(in)commesurable

by: Judith Glaser

Against the background that digital technologies have long since become an integral part of the economy, science and everyday culture and thus have a complex impact on society, ethical and social implications are needed during their development. The complex questions of the 21st century require a variety of disciplinary skills that must be applied across disciplines. The relationship between computer science and design will be used as an example to illustrate which competencies and constellations are needed to meet the demand for increasing the chances of desirable futures. Special attention will be paid to hybrid characters, such as creative technologists, who combine competences of both disciplines and thus increasingly take on key roles. How can the implementation of new technologies be configured in such a way that it does not disintegrate into those who design and those who execute, or those who invent and those who package, but rather lead to a new quality of technical progress and new self-evidence for the production of knowledge? The goal is not to harmonise or even dissolute boundaries, but to enable as many collective moments of critical making as possible.

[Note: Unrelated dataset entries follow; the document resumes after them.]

//! `Connection` implementation over the system ssh/scp binaries.
//!
//! Transport configuration beyond host, user and port (keys, agents,
//! known-hosts policy) is the operator's ~/.ssh/config business, not ours.

use std::path::Path;

use async_trait::async_trait;
use tokio::process::Command;
use tracing::debug;

use super::target::{CommandOutput, Connection};
use crate::error::KuskError;

/// SSH reachability of one node.
#[derive(Debug, Clone)]
pub struct SshConnection {
    host: String,
    user: String,
    port: u16,
}

impl SshConnection {
    pub fn new(host: impl Into<String>, user: impl Into<String>, port: u16) -> Self {
        Self {
            host: host.into(),
            user: user.into(),
            port,
        }
    }

    fn destination(&self) -> String {
        format!("{}@{}", self.user, self.host)
    }
}

#[async_trait]
impl Connection for SshConnection {
    async fn run_command(&self, command: &str) -> Result<CommandOutput, KuskError> {
        debug!("[{}] running: {}", self.host, command);
        let output = Command::new("ssh")
            .arg("-p")
            .arg(self.port.to_string())
            .arg("-o")
            .arg("BatchMode=yes")
            .arg(self.destination())
            .arg("--")
            .arg(format!("sudo sh -c '{}'", command))
            .output()
            .await
            .map_err(|e| KuskError::RemoteCommand {
                node: self.host.clone(),
                command: command.to_string(),
                detail: e.to_string(),
            })?;

        let stdout = String::from_utf8_lossy(&output.stdout).to_string();
        let stderr = String::from_utf8_lossy(&output.stderr).to_string();

        if !output.status.success() {
            return Err(KuskError::RemoteCommand {
                node: self.host.clone(),
                command: command.to_string(),
                detail: if stderr.trim().is_empty() {
                    output.status.to_string()
                } else {
                    stderr.trim().to_string()
                },
            });
        }

        Ok(CommandOutput { stdout, stderr })
    }

    async fn upload_file(&self, local: &Path, remote: &Path) -> Result<(), KuskError> {
        debug!(
            "[{}] uploading {} to {}",
            self.host,
            local.display(),
            remote.display()
        );
        // scp cannot create the remote parent directory itself.
        if let Some(parent) = remote.parent() {
            self.run_command(&format!("mkdir -p {}", parent.display()))
                .await?;
        }

        let upload_err = |detail: String| KuskError::Upload {
            node: self.host.clone(),
            local: local.display().to_string(),
            remote: remote.display().to_string(),
            detail,
        };

        let output = Command::new("scp")
            .arg("-P")
            .arg(self.port.to_string())
            .arg("-o")
            .arg("BatchMode=yes")
            .arg(local)
            .arg(format!("{}:{}", self.destination(), remote.display()))
            .output()
            .await
            .map_err(|e| upload_err(e.to_string()))?;

        if !output.status.success() {
            let stderr = String::from_utf8_lossy(&output.stderr);
            return Err(upload_err(stderr.trim().to_string()));
        }
        Ok(())
    }
}

#[cfg(test)]
mod tests {
    use super::*;

    #[test]
    fn test_destination_format() {
        let conn = SshConnection::new("10.0.0.5", "sles", 22);
        assert_eq!(conn.destination(), "sles@10.0.0.5");
    }

    #[test]
    fn test_connection_is_cloneable_per_node() {
        let conn = SshConnection::new("worker-0.example.com", "root", 2222);
        let clone = conn.clone();
        assert_eq!(clone.port, 2222);
        assert_eq!(clone.host, "worker-0.example.com");
    }
}
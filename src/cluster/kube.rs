//! Live cluster snapshot collection.
//!
//! Reads the authoritative cluster version from the kubeadm-config ConfigMap
//! and builds the node version info map from node status plus the
//! control-plane static pod images.

use std::collections::BTreeMap;

use anyhow::Result;
use k8s_openapi::api::core::v1::{ConfigMap, Node, Pod};
use kube::Api;
use kube::api::ListParams;
use semver::Version;
use tracing::debug;

use super::snapshot::{ClusterSnapshot, NodeVersionInfo, NodeVersionInfoMap};
use crate::error::KuskError;
use crate::version::parse_component_version;

const KUBEADM_CONFIG_NAMESPACE: &str = "kube-system";
const KUBEADM_CONFIG_NAME: &str = "kubeadm-config";

/// Build a Kubernetes client from kubeconfig.
///
/// Uses the specified context if provided, otherwise uses the default context.
pub async fn build_client(context: Option<&str>) -> Result<kube::Client> {
    let client = match context {
        Some(ctx) => {
            debug!("Using kubeconfig context: {}", ctx);
            let kubeconfig = kube::config::Kubeconfig::read()?;
            let config = kube::Config::from_custom_kubeconfig(
                kubeconfig,
                &kube::config::KubeConfigOptions {
                    context: Some(ctx.to_string()),
                    ..Default::default()
                },
            )
            .await
            .map_err(|e| KuskError::KubernetesApi(format!("context '{}': {}", ctx, e)))?;
            kube::Client::try_from(config)
                .map_err(|e| KuskError::KubernetesApi(format!("context '{}': {}", ctx, e)))?
        }
        None => {
            debug!("Using default kubeconfig context");
            kube::Client::try_default()
                .await
                .map_err(|e| KuskError::KubernetesApi(e.to_string()))?
        }
    };

    Ok(client)
}

/// Take a consistent snapshot of the cluster: authoritative cluster version
/// plus every node's observed component versions.
pub async fn collect_snapshot(client: &kube::Client) -> Result<ClusterSnapshot> {
    let cluster_version = current_cluster_version(client).await?;
    let nodes = all_nodes_version_info(client).await?;
    debug!(
        "Snapshot taken: cluster version {}, {} nodes",
        cluster_version,
        nodes.len()
    );
    Ok(ClusterSnapshot {
        cluster_version,
        nodes,
    })
}

/// Read the cluster version the control plane has converged on from the
/// kubeadm-config ConfigMap. Never cached: callers take a fresh snapshot
/// per resolution batch.
pub async fn current_cluster_version(client: &kube::Client) -> Result<Version> {
    let config_maps: Api<ConfigMap> = Api::namespaced(client.clone(), KUBEADM_CONFIG_NAMESPACE);
    let kubeadm_config = config_maps.get(KUBEADM_CONFIG_NAME).await.map_err(|e| {
        KuskError::KubernetesApi(format!("Failed to read {}: {}", KUBEADM_CONFIG_NAME, e))
    })?;

    let cluster_configuration = kubeadm_config
        .data
        .as_ref()
        .and_then(|data| data.get("ClusterConfiguration"))
        .ok_or_else(|| {
            KuskError::KubernetesApi(format!(
                "{} has no ClusterConfiguration entry",
                KUBEADM_CONFIG_NAME
            ))
        })?;

    cluster_version_from_configuration(cluster_configuration).map_err(Into::into)
}

/// Extract `kubernetesVersion` from a kubeadm ClusterConfiguration document.
fn cluster_version_from_configuration(configuration: &str) -> Result<Version, KuskError> {
    let doc: serde_yaml::Value = serde_yaml::from_str(configuration)
        .map_err(|e| KuskError::KubernetesApi(format!("Invalid ClusterConfiguration: {}", e)))?;
    let version = doc
        .get("kubernetesVersion")
        .and_then(|v| v.as_str())
        .ok_or_else(|| {
            KuskError::KubernetesApi("ClusterConfiguration has no kubernetesVersion".to_string())
        })?;
    parse_component_version(version)
}

/// Build the node version info map for every node in the cluster.
pub async fn all_nodes_version_info(client: &kube::Client) -> Result<NodeVersionInfoMap> {
    let nodes: Api<Node> = Api::all(client.clone());
    let node_list = nodes
        .list(&ListParams::default())
        .await
        .map_err(|e| KuskError::KubernetesApi(format!("Failed to list nodes: {}", e)))?;

    // Control-plane component versions live in the static pod images.
    let pods: Api<Pod> = Api::namespaced(client.clone(), KUBEADM_CONFIG_NAMESPACE);
    let control_plane_pods = pods
        .list(&ListParams::default().labels("tier=control-plane"))
        .await
        .map_err(|e| {
            KuskError::KubernetesApi(format!("Failed to list control plane pods: {}", e))
        })?;

    let mut component_versions: BTreeMap<(String, String), Version> = BTreeMap::new();
    for pod in &control_plane_pods.items {
        let Some(component) = pod
            .metadata
            .labels
            .as_ref()
            .and_then(|labels| labels.get("component"))
        else {
            continue;
        };
        let Some(node_name) = pod.spec.as_ref().and_then(|spec| spec.node_name.as_deref()) else {
            continue;
        };
        let Some(image) = pod
            .spec
            .as_ref()
            .and_then(|spec| spec.containers.first())
            .and_then(|container| container.image.as_deref())
        else {
            continue;
        };
        if let Ok(version) = image_tag_version(image) {
            component_versions.insert((node_name.to_string(), component.clone()), version);
        }
    }

    let mut map = NodeVersionInfoMap::new();
    for node in &node_list.items {
        let info = node_version_info(node, &component_versions)?;
        map.insert(info.node_name.clone(), info);
    }
    Ok(map)
}

fn node_version_info(
    node: &Node,
    component_versions: &BTreeMap<(String, String), Version>,
) -> Result<NodeVersionInfo, KuskError> {
    let node_name = node
        .metadata
        .name
        .clone()
        .ok_or_else(|| KuskError::KubernetesApi("node without a name".to_string()))?;

    let node_info = node
        .status
        .as_ref()
        .and_then(|status| status.node_info.as_ref())
        .ok_or_else(|| {
            KuskError::KubernetesApi(format!("node {} reports no node info", node_name))
        })?;

    let kubelet_version = parse_component_version(&node_info.kubelet_version)?;
    let container_runtime_version = parse_component_version(&node_info.container_runtime_version)?;

    let is_control_plane = node
        .metadata
        .labels
        .as_ref()
        .is_some_and(has_control_plane_label);

    let component = |name: &str| -> Option<Version> {
        if !is_control_plane {
            return None;
        }
        // Static pod image tag, or the kubelet version when the pod has not
        // been observed (a control plane component is never older than its
        // kubelet on a kubeadm cluster).
        Some(
            component_versions
                .get(&(node_name.clone(), name.to_string()))
                .cloned()
                .unwrap_or_else(|| kubelet_version.clone()),
        )
    };

    let etcd_version = if is_control_plane {
        // Fall back to the platform's baseline etcd when the static pod has
        // not been observed yet.
        Some(
            component_versions
                .get(&(node_name.clone(), "etcd".to_string()))
                .cloned()
                .unwrap_or_else(|| Version::new(3, 4, 3)),
        )
    } else {
        None
    };

    Ok(NodeVersionInfo {
        api_server_version: component("kube-apiserver"),
        controller_manager_version: component("kube-controller-manager"),
        scheduler_version: component("kube-scheduler"),
        etcd_version,
        kubelet_version,
        container_runtime_version,
        unschedulable: node
            .spec
            .as_ref()
            .and_then(|spec| spec.unschedulable)
            .unwrap_or(false),
        node_name,
    })
}

/// Both the legacy and the current kubeadm control plane role labels count.
fn has_control_plane_label(labels: &std::collections::BTreeMap<String, String>) -> bool {
    labels.contains_key("node-role.kubernetes.io/control-plane")
        || labels.contains_key("node-role.kubernetes.io/master")
}

/// Parse the version out of a container image tag, e.g.
/// `registry.suse.com/caasp/v4/kube-apiserver:1.18.0` → `1.18.0`.
fn image_tag_version(image: &str) -> Result<Version, KuskError> {
    let after_slash = image.rsplit('/').next().unwrap_or(image);
    let tag = after_slash
        .rsplit_once(':')
        .map(|(_, tag)| tag)
        .ok_or_else(|| KuskError::InvalidVersion(image.to_string()))?;
    parse_component_version(tag)
}
//! Custom error types for kusk.

use thiserror::Error;

/// Errors that can occur while planning or applying node upgrades.
#[derive(Error, Debug)]
pub enum KuskError {
    #[error("could not find node {0} in the cluster snapshot")]
    NodeNotFound(String),

    #[error("Invalid version format: {0}")]
    InvalidVersion(String),

    #[error(
        "at least one schedulable worker node has drifted behind version {cluster_version}, \
         upgrading node {node_name} would leave it unable to communicate with the control plane. \
         Upgrade that worker, cordon it or remove it from the cluster"
    )]
    SkewProtection {
        node_name: String,
        cluster_version: String,
    },

    #[error("cannot infer how to upgrade node {node_name} from version {from} to version {to}")]
    InconsistentState {
        node_name: String,
        from: String,
        to: String,
    },

    #[error("{node_name} is not upgradeable until all control plane nodes are upgraded")]
    MissingControlPlaneUpgrade { node_name: String },

    #[error("Kubernetes API error: {0}")]
    KubernetesApi(String),

    #[error("[{node}] command `{command}` failed: {detail}")]
    RemoteCommand {
        node: String,
        command: String,
        detail: String,
    },

    #[error("[{node}] could not upload {local} to {remote}: {detail}")]
    Upload {
        node: String,
        local: String,
        remote: String,
        detail: String,
    },

    #[error("could not parse template: {0}")]
    TemplateParse(String),

    #[error("could not render configuration: {0}")]
    TemplateRender(String),
}

impl KuskError {
    /// Returns true if the error is an expected rollout-ordering condition
    /// rather than a hard failure. Callers should retry later instead of
    /// aborting the whole run.
    pub const fn is_ordering(&self) -> bool {
        matches!(self, Self::MissingControlPlaneUpgrade { .. })
    }
}

#[cfg(test)]
mod tests {
    use super::*;

    #[test]
    fn test_error_display_node_not_found() {
        let err = KuskError::NodeNotFound("worker-0".to_string());
        assert_eq!(
            err.to_string(),
            "could not find node worker-0 in the cluster snapshot"
        );
    }

    #[test]
    fn test_error_display_invalid_version() {
        let err = KuskError::InvalidVersion("not-a-version".to_string());
        assert_eq!(err.to_string(), "Invalid version format: not-a-version");
    }

    #[test]
    fn test_error_display_missing_control_plane_upgrade() {
        let err = KuskError::MissingControlPlaneUpgrade {
            node_name: "worker-1".to_string(),
        };
        assert_eq!(
            err.to_string(),
            "worker-1 is not upgradeable until all control plane nodes are upgraded"
        );
    }

    #[test]
    fn test_error_display_skew_protection_names_node_and_version() {
        let err = KuskError::SkewProtection {
            node_name: "master-0".to_string(),
            cluster_version: "1.18.0".to_string(),
        };
        let msg = err.to_string();
        assert!(msg.contains("master-0"));
        assert!(msg.contains("1.18.0"));
        assert!(msg.contains("cordon"));
    }

    #[test]
    fn test_error_display_inconsistent_state() {
        let err = KuskError::InconsistentState {
            node_name: "master-0".to_string(),
            from: "1.19.0".to_string(),
            to: "1.18.0".to_string(),
        };
        assert_eq!(
            err.to_string(),
            "cannot infer how to upgrade node master-0 from version 1.19.0 to version 1.18.0"
        );
    }

    #[test]
    fn test_error_display_remote_command() {
        let err = KuskError::RemoteCommand {
            node: "worker-0".to_string(),
            command: "systemctl enable --now crio".to_string(),
            detail: "exit status 1".to_string(),
        };
        assert!(err.to_string().contains("[worker-0]"));
        assert!(err.to_string().contains("systemctl enable --now crio"));
    }

    #[test]
    fn test_is_ordering() {
        assert!(
            KuskError::MissingControlPlaneUpgrade {
                node_name: "w".to_string()
            }
            .is_ordering()
        );
        assert!(!KuskError::NodeNotFound("w".to_string()).is_ordering());
        assert!(
            !KuskError::SkewProtection {
                node_name: "m".to_string(),
                cluster_version: "1.18.0".to_string()
            }
            .is_ordering()
        );
    }
}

Judith Glaser holds a master’s degree in product design with a focus on interaction design. Since 2018, she has been working for Studio NAND, a Berlin-based design studio that specialises in data-driven user interfaces and interactive technologies, thereby operates at the interface between design and computer science. This work and her teaching activities for the interdisciplinary project format ›Coding IxD‹ led to her research question, which she is currently pursuing in a doctoral thesis.